Task data -

========================================================================

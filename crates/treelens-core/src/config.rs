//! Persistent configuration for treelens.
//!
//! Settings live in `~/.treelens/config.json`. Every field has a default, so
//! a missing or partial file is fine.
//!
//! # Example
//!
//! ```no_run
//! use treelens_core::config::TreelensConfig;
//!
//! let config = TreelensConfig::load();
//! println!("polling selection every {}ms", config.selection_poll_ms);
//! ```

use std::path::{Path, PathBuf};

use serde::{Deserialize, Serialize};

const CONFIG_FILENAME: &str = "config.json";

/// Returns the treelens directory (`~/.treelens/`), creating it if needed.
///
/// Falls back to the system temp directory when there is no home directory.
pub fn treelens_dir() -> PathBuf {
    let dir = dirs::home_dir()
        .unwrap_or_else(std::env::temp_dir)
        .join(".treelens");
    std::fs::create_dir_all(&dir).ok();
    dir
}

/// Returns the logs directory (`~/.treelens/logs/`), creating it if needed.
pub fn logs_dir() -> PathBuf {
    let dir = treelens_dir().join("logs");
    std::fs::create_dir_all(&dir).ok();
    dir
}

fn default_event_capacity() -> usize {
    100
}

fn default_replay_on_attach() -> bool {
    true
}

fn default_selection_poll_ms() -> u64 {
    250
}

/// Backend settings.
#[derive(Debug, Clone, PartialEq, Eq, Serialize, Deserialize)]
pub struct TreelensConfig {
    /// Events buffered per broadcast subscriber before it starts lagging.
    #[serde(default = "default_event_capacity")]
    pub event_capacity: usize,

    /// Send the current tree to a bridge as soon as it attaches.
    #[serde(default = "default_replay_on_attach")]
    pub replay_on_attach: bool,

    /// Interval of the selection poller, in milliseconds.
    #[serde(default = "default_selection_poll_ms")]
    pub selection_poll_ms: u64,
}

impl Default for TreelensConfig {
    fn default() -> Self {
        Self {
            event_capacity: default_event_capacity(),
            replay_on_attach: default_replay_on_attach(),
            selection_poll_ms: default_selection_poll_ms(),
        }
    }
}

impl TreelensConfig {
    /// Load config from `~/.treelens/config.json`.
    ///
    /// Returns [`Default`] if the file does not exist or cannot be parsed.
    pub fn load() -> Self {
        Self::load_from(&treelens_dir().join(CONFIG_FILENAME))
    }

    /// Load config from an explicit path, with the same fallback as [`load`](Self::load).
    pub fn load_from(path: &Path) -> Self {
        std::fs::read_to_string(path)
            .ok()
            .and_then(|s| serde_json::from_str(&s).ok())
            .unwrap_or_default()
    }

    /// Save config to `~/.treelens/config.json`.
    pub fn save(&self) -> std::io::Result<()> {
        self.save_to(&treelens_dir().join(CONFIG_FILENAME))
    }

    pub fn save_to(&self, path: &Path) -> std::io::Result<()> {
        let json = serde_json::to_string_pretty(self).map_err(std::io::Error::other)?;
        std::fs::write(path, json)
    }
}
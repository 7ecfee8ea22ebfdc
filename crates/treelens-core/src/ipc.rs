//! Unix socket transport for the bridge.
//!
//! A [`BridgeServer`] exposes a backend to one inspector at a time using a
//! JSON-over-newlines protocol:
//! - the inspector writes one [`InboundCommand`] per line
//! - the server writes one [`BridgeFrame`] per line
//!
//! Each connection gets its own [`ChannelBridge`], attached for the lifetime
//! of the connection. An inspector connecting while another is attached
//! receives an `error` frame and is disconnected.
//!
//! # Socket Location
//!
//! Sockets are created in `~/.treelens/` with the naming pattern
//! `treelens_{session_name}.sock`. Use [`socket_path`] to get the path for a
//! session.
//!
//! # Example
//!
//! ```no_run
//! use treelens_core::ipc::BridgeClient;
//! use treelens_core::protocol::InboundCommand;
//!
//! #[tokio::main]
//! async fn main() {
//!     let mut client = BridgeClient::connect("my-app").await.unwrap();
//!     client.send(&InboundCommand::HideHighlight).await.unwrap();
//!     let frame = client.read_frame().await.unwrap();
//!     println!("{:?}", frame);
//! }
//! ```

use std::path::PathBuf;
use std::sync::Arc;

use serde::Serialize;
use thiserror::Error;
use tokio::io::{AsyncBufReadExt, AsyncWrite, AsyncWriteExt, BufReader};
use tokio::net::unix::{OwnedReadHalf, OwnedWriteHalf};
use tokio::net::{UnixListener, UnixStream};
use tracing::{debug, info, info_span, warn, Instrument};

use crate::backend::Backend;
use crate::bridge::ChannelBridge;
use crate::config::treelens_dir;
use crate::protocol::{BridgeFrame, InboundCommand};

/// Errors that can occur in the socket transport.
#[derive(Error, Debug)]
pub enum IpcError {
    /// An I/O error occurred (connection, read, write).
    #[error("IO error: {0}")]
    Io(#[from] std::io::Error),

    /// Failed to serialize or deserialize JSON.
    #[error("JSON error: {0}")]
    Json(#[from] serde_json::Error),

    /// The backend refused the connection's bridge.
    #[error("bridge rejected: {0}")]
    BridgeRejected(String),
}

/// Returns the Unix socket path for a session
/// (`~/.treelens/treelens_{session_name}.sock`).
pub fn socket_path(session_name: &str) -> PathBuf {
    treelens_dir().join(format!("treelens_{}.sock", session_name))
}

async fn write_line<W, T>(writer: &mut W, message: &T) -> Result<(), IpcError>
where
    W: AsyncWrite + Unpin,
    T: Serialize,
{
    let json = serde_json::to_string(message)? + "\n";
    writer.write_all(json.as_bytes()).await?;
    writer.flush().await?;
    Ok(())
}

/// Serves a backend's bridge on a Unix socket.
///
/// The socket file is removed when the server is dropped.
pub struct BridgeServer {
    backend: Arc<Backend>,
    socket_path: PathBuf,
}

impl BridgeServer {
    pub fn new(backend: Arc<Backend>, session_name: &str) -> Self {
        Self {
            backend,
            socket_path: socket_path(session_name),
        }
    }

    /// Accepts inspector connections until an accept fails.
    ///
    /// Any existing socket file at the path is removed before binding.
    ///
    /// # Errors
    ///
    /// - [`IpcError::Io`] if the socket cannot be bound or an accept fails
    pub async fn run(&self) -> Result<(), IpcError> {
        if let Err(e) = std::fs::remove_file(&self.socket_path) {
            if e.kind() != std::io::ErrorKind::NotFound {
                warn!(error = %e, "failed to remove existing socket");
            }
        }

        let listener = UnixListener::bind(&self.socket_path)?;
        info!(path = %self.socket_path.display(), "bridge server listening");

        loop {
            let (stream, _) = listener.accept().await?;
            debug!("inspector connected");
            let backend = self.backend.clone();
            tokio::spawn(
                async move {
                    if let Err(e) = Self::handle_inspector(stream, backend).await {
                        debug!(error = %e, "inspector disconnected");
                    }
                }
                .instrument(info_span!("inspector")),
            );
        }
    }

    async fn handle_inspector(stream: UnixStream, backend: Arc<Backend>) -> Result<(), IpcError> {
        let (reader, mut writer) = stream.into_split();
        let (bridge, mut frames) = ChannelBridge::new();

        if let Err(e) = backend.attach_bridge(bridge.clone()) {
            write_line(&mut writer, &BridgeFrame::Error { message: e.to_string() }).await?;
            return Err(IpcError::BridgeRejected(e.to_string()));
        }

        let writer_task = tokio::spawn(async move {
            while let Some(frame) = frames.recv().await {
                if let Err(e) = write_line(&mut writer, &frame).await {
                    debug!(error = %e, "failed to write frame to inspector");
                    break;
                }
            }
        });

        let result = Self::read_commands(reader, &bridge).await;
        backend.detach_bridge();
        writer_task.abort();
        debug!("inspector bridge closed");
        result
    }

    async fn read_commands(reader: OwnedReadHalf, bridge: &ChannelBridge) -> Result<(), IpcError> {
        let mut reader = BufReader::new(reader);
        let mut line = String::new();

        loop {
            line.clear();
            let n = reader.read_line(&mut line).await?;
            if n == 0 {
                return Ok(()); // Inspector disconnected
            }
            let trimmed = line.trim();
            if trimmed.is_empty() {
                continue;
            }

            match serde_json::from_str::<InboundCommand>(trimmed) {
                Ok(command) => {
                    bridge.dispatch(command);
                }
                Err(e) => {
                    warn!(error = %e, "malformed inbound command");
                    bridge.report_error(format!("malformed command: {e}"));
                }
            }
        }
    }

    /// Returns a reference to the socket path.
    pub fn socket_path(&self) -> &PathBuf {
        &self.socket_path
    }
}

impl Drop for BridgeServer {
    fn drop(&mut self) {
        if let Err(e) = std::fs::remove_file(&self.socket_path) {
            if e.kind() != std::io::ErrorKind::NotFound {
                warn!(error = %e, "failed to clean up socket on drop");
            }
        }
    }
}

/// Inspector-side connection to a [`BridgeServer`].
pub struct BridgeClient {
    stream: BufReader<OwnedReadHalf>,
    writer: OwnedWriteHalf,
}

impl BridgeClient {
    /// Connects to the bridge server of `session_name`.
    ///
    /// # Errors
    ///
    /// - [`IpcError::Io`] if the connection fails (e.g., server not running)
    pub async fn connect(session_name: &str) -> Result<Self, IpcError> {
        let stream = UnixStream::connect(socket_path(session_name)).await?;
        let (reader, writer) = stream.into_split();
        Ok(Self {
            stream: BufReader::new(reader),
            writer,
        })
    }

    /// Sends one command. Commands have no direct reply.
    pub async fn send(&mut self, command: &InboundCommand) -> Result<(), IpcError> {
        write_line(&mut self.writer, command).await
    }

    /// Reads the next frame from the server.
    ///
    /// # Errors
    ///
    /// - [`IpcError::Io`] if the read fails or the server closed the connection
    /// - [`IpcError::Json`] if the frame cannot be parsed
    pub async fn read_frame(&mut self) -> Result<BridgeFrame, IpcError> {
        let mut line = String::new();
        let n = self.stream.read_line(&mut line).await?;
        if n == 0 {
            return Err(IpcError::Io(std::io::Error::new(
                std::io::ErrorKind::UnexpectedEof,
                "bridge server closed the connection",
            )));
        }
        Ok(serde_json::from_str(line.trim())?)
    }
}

========================================================================

Task goal - In the data above, which lines have "join"? Report each of them.

Result of the exercise -
        .join(".treelens");
    let dir = treelens_dir().join("logs");
        Self::load_from(&treelens_dir().join(CONFIG_FILENAME))
        self.save_to(&treelens_dir().join(CONFIG_FILENAME))
    treelens_dir().join(format!("treelens_{}.sock", session_name))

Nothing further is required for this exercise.